The underlying issue here, I think, is that you perceive all of the systems you're up-ending and re-writing as fundamentally technical in nature. But that's wrong: banking and assets and governance and contracts and everything crypto stakes out as it's domain, they're all fundamentally social problems. You can't write an algorithm to run a country. It's just the wrong model.

So, no, people aren't going to come to terms with the notion that if your ledger slips out of your pocket and into the sewer that your entire identity or all of your wealth or whatever is irrevocably lost. That's just not gonna fly.


> You mentioned persona, which relies on email. Lose gmail=lose your account on possibly hundreds of websites.

Think about this more: we're not talking about a blockchain where the failure is permanent and irreversible. If you forget your Gmail password or someone phishes you, you can go through Google's reset process and regain control. It's still a mess but it's repairable. Similarly, if you don't like Google for whatever reason, email is a distributed system which means you can run your own server or switch providers easily. Similarly, most sites have the concept of linking multiple email addresses or other means to perform a password reset. Nothing about this problem requires turning your internet experience into a series of microtransactions (often not so micro).

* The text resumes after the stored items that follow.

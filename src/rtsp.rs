use crate::cli::TransportMode;
use crate::endpoint::{StreamEndpoint, StreamVariant, percent_decode_userinfo};
use crate::error::{ConnectError, ReadError};
use crate::frame::Frame;
use crate::source::{FrameReader, StreamConnector};
use futures_util::StreamExt;
use openh264::decoder::Decoder;
use openh264::formats::YUVSource;
use parking_lot::Mutex;
use retina::client::{
    Credentials, Demuxed, PlayOptions, Session, SessionOptions, SetupOptions,
    TcpTransportOptions, Transport, UdpTransportOptions,
};
use retina::codec::{CodecItem, ParametersRef};
use std::sync::Arc;
use std::sync::mpsc as std_mpsc;
use std::time::Duration;
use tokio::sync::{Notify, oneshot};
use tracing::debug;
use url::Url;

const ANNEXB_START_CODE: [u8; 4] = [0, 0, 0, 1];
const MAX_CONSECUTIVE_DECODE_ERRORS: u32 = 25;

/// Opens H.264 RTSP sessions with retina and decodes them with openh264.
#[derive(Debug, Clone)]
pub struct RtspConnector {
    transport: TransportMode,
    connect_timeout: Duration,
}

impl RtspConnector {
    #[must_use]
    pub fn new(transport: TransportMode, connect_timeout: Duration) -> Self {
        Self {
            transport,
            connect_timeout,
        }
    }

    async fn open(
        &self,
        endpoint: &StreamEndpoint,
        variant: StreamVariant,
    ) -> Result<RtspReader, ConnectError> {
        let with_auth = Url::parse(&endpoint.stream_url(variant)).map_err(|err| {
            ConnectError::InvalidUrl {
                url: endpoint.display_url(variant),
                reason: err.to_string(),
            }
        })?;
        let mut bare = with_auth.clone();
        let creds = extract_credentials(&bare);
        if !bare.username().is_empty() || bare.password().is_some() {
            let stripped = bare.set_username("").and_then(|()| bare.set_password(None));
            if stripped.is_err() {
                return Err(ConnectError::InvalidUrl {
                    url: endpoint.display_url(variant),
                    reason: "cannot strip userinfo".to_owned(),
                });
            }
        }

        let mut options = SessionOptions::default();
        if creds.is_some() {
            options = options.creds(creds);
        }

        let mut session = match Session::describe(bare, options).await {
            Ok(session) => session,
            Err(primary) => {
                // Some cameras only accept credentials embedded in the URL.
                if with_auth.username().is_empty() {
                    return Err(rtsp_error("DESCRIBE", &primary));
                }
                debug!(camera = %endpoint.id, "DESCRIBE rejected, retrying with URL credentials");
                Session::describe(with_auth, SessionOptions::default())
                    .await
                    .map_err(|fallback| ConnectError::Rtsp {
                        stage: "DESCRIBE",
                        reason: format!("session creds: {primary}; URL creds: {fallback}"),
                    })?
            }
        };

        let stream_index = pick_h264_stream(&session).ok_or(ConnectError::NoVideoStream)?;
        session
            .setup(
                stream_index,
                SetupOptions::default().transport(to_transport(self.transport)),
            )
            .await
            .map_err(|err| rtsp_error("SETUP", &err))?;
        let playing = session
            .play(PlayOptions::default())
            .await
            .map_err(|err| rtsp_error("PLAY", &err))?;
        let demuxed = playing
            .demuxed()
            .map_err(|err| rtsp_error("demux setup", &err))?;

        let (jobs, decoded, ready) = spawn_decoder_thread(&endpoint.id)?;
        match ready.await {
            Ok(Ok(())) => {}
            Ok(Err(reason)) => return Err(ConnectError::Decoder(reason)),
            Err(_) => return Err(ConnectError::Decoder("decoder thread exited".to_owned())),
        }
        if let Some(extra) = read_h264_extra_config(&demuxed, stream_index) {
            let _ = jobs.send(DecodeJob::ExtraConfig(extra));
        }

        debug!(
            camera = %endpoint.id,
            %variant,
            url = %endpoint.display_url(variant),
            "RTSP session playing"
        );
        Ok(RtspReader {
            demuxed,
            stream_index,
            jobs,
            decoded,
        })
    }
}

impl StreamConnector for RtspConnector {
    type Reader = RtspReader;

    async fn connect(
        &self,
        endpoint: &StreamEndpoint,
        variant: StreamVariant,
    ) -> Result<RtspReader, ConnectError> {
        tokio::time::timeout(self.connect_timeout, self.open(endpoint, variant))
            .await
            .map_err(|_| ConnectError::Timeout(self.connect_timeout))?
    }
}

/// A playing RTSP session. Demuxing happens on the producer task; decoding
/// runs on a dedicated thread that lives as long as the reader.
pub struct RtspReader {
    demuxed: Demuxed,
    stream_index: usize,
    jobs: std_mpsc::Sender<DecodeJob>,
    decoded: Arc<DecodedSlot>,
}

impl RtspReader {
    fn submit(&self, job: DecodeJob) -> Result<(), ReadError> {
        self.jobs.send(job).map_err(|_| decoder_gone())
    }
}

impl FrameReader for RtspReader {
    async fn read_frame(&mut self) -> Result<Frame, ReadError> {
        loop {
            tokio::select! {
                biased;
                decoded = self.decoded.next() => return decoded,
                item = self.demuxed.next() => {
                    let item = match item {
                        None => return Err(ReadError::StreamEnded),
                        Some(Err(err)) => return Err(ReadError::Demux(err.to_string())),
                        Some(Ok(item)) => item,
                    };
                    let CodecItem::VideoFrame(video) = item else {
                        continue;
                    };
                    if video.stream_id() != self.stream_index {
                        continue;
                    }
                    if video.has_new_parameters()
                        && let Some(extra) =
                            read_h264_extra_config(&self.demuxed, self.stream_index)
                    {
                        self.submit(DecodeJob::ExtraConfig(extra))?;
                    }
                    self.submit(DecodeJob::FrameAvcc(video.into_data()))?;
                }
            }
        }
    }
}

fn decoder_gone() -> ReadError {
    ReadError::Decode {
        count: 0,
        last: "decoder thread exited".to_owned(),
    }
}

/// Newest decoder result. A result the reader has not taken yet is
/// overwritten by the next one.
#[derive(Default)]
struct DecodedSlot {
    latest: Mutex<Option<Result<Frame, ReadError>>>,
    ready: Notify,
}

impl DecodedSlot {
    fn put(&self, result: Result<Frame, ReadError>) {
        *self.latest.lock() = Some(result);
        self.ready.notify_one();
    }

    async fn next(&self) -> Result<Frame, ReadError> {
        loop {
            if let Some(result) = self.latest.lock().take() {
                return result;
            }
            self.ready.notified().await;
        }
    }
}

enum DecodeJob {
    ExtraConfig(Vec<u8>),
    FrameAvcc(Vec<u8>),
}

type DecoderChannels = (
    std_mpsc::Sender<DecodeJob>,
    Arc<DecodedSlot>,
    oneshot::Receiver<Result<(), String>>,
);

/// Every access unit is decoded so reference frames stay intact, but only the
/// newest picture of each batch is converted to RGB. Converted frames the
/// reader has not collected yet are replaced, not queued.
fn spawn_decoder_thread(camera: &str) -> Result<DecoderChannels, ConnectError> {
    let (jobs_tx, jobs_rx) = std_mpsc::channel::<DecodeJob>();
    let decoded = Arc::new(DecodedSlot::default());
    let out = Arc::clone(&decoded);
    let (ready_tx, ready_rx) = oneshot::channel();

    std::thread::Builder::new()
        .name(format!("decode-{camera}"))
        .spawn(move || {
            let mut decoder = match Decoder::new() {
                Ok(decoder) => {
                    let _ = ready_tx.send(Ok(()));
                    decoder
                }
                Err(err) => {
                    let _ = ready_tx.send(Err(err.to_string()));
                    return;
                }
            };
            let mut annexb = Vec::with_capacity(4096);
            let mut consecutive_errors = 0_u32;

            while let Ok(first) = jobs_rx.recv() {
                let mut batch = vec![first];
                batch.extend(jobs_rx.try_iter());
                let newest_frame = batch
                    .iter()
                    .rposition(|job| matches!(job, DecodeJob::FrameAvcc(_)));

                for (idx, job) in batch.into_iter().enumerate() {
                    let avcc = match job {
                        DecodeJob::ExtraConfig(extra) => {
                            let _ = decoder.decode(&extra);
                            continue;
                        }
                        DecodeJob::FrameAvcc(avcc) => avcc,
                    };

                    let outcome = match avcc_frame_to_annexb(&avcc, &mut annexb) {
                        Err(reason) => Err(reason.to_owned()),
                        Ok(()) => match decoder.decode(&annexb) {
                            Ok(Some(yuv)) if Some(idx) == newest_frame => {
                                let (width, height) = yuv.dimensions();
                                let mut rgb = vec![0_u8; yuv.rgb8_len()];
                                yuv.write_rgb8(&mut rgb);
                                Ok(Frame::new(width, height, rgb))
                            }
                            Ok(_) => Ok(None),
                            Err(err) => Err(err.to_string()),
                        },
                    };

                    let message = match outcome {
                        Ok(Some(frame)) => {
                            consecutive_errors = 0;
                            Ok(frame)
                        }
                        Ok(None) => {
                            consecutive_errors = 0;
                            continue;
                        }
                        Err(reason) => {
                            consecutive_errors += 1;
                            if consecutive_errors < MAX_CONSECUTIVE_DECODE_ERRORS {
                                continue;
                            }
                            Err(ReadError::Decode {
                                count: std::mem::take(&mut consecutive_errors),
                                last: reason,
                            })
                        }
                    };
                    out.put(message);
                }
            }
        })
        .map_err(|err| ConnectError::Decoder(err.to_string()))?;

    Ok((jobs_tx, decoded, ready_rx))
}

fn rtsp_error(stage: &'static str, err: &retina::Error) -> ConnectError {
    ConnectError::Rtsp {
        stage,
        reason: err.to_string(),
    }
}

fn extract_credentials(parsed: &Url) -> Option<Credentials> {
    if parsed.username().is_empty() {
        return None;
    }
    Some(Credentials {
        username: percent_decode_userinfo(parsed.username()),
        password: percent_decode_userinfo(parsed.password().unwrap_or("")),
    })
}

fn pick_h264_stream(session: &Session<retina::client::Described>) -> Option<usize> {
    session
        .streams()
        .iter()
        .position(|stream| stream.media() == "video" && stream.encoding_name() == "h264")
}

fn to_transport(mode: TransportMode) -> Transport {
    match mode {
        TransportMode::Tcp => Transport::Tcp(TcpTransportOptions::default()),
        TransportMode::Udp => Transport::Udp(UdpTransportOptions::default()),
    }
}

fn read_h264_extra_config(demuxed: &Demuxed, stream_index: usize) -> Option<Vec<u8>> {
    let stream = demuxed.streams().get(stream_index)?;
    let ParametersRef::Video(params) = stream.parameters()? else {
        return None;
    };
    avcc_extra_data_to_annexb(params.extra_data()).ok()
}

/// Rewrites 4-byte length-prefixed NAL units as start-code delimited ones.
fn avcc_frame_to_annexb(input: &[u8], output: &mut Vec<u8>) -> Result<(), &'static str> {
    output.clear();
    output.reserve(input.len());
    let mut rest = input;
    while !rest.is_empty() {
        let (len, tail) = rest
            .split_first_chunk::<4>()
            .ok_or("truncated AVCC length prefix")?;
        let nal_len = u32::from_be_bytes(*len) as usize;
        if nal_len > tail.len() {
            return Err("AVCC NAL length exceeds payload");
        }
        let (nal, next) = tail.split_at(nal_len);
        output.extend_from_slice(&ANNEXB_START_CODE);
        output.extend_from_slice(nal);
        rest = next;
    }
    Ok(())
}

/// SPS and PPS from an `avcC` decoder configuration record, as Annex B.
fn avcc_extra_data_to_annexb(extra: &[u8]) -> Result<Vec<u8>, &'static str> {
    let sps_count = extra.get(5).ok_or("avcC record too short")? & 0x1f;
    let mut output = Vec::with_capacity(extra.len() + 16);
    let rest = copy_parameter_sets(&extra[6..], usize::from(sps_count), &mut output)?;
    let (&pps_count, rest) = rest.split_first().ok_or("avcC PPS count missing")?;
    copy_parameter_sets(rest, usize::from(pps_count), &mut output)?;
    Ok(output)
}

fn copy_parameter_sets<'a>(
    mut rest: &'a [u8],
    count: usize,
    output: &mut Vec<u8>,
) -> Result<&'a [u8], &'static str> {
    for _ in 0..count {
        let (len, tail) = rest
            .split_first_chunk::<2>()
            .ok_or("avcC parameter set length missing")?;
        let len = usize::from(u16::from_be_bytes(*len));
        if len > tail.len() {
            return Err("avcC parameter set exceeds record");
        }
        let (set, next) = tail.split_at(len);
        output.extend_from_slice(&ANNEXB_START_CODE);
        output.extend_from_slice(set);
        rest = next;
    }
    Ok(rest)
}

> Cryptocoins are not yet widely used, but there is nothing stopping people from coming up with new ingenious ways to store their hard money safely as they have done in real life.

Yes, and they've largely picked the traditional banking system. Most cryptocurrency users use exchanges because those are hard problems which require 24x7 security and operations, and the vast majority of people choose to outsource it.

This is why I suggested studying the long history of this because while the internet has always been decentralized many things people use have increasingly centralized _by user preference_. OpenID had an unfriendly design but it's far from the only thing people have tried, Persona being an obvious example, and in general the public hasn't cared about this enough to even switch to a free service much less a microtransaction-based one.

> It 's a change of mindset, that it is possible to lose digital assets permanently. I think many people can come to terms with that in the end

People have been getting familiar with that for half a century. The difference is that the proposed systems are designed to be fragile rather than robust, cost more to use, and the proposal is to link more of your entire life into those systems without a recovery path. If there isn't a really clear, compelling benefit this is not going to be a successful sales pitch.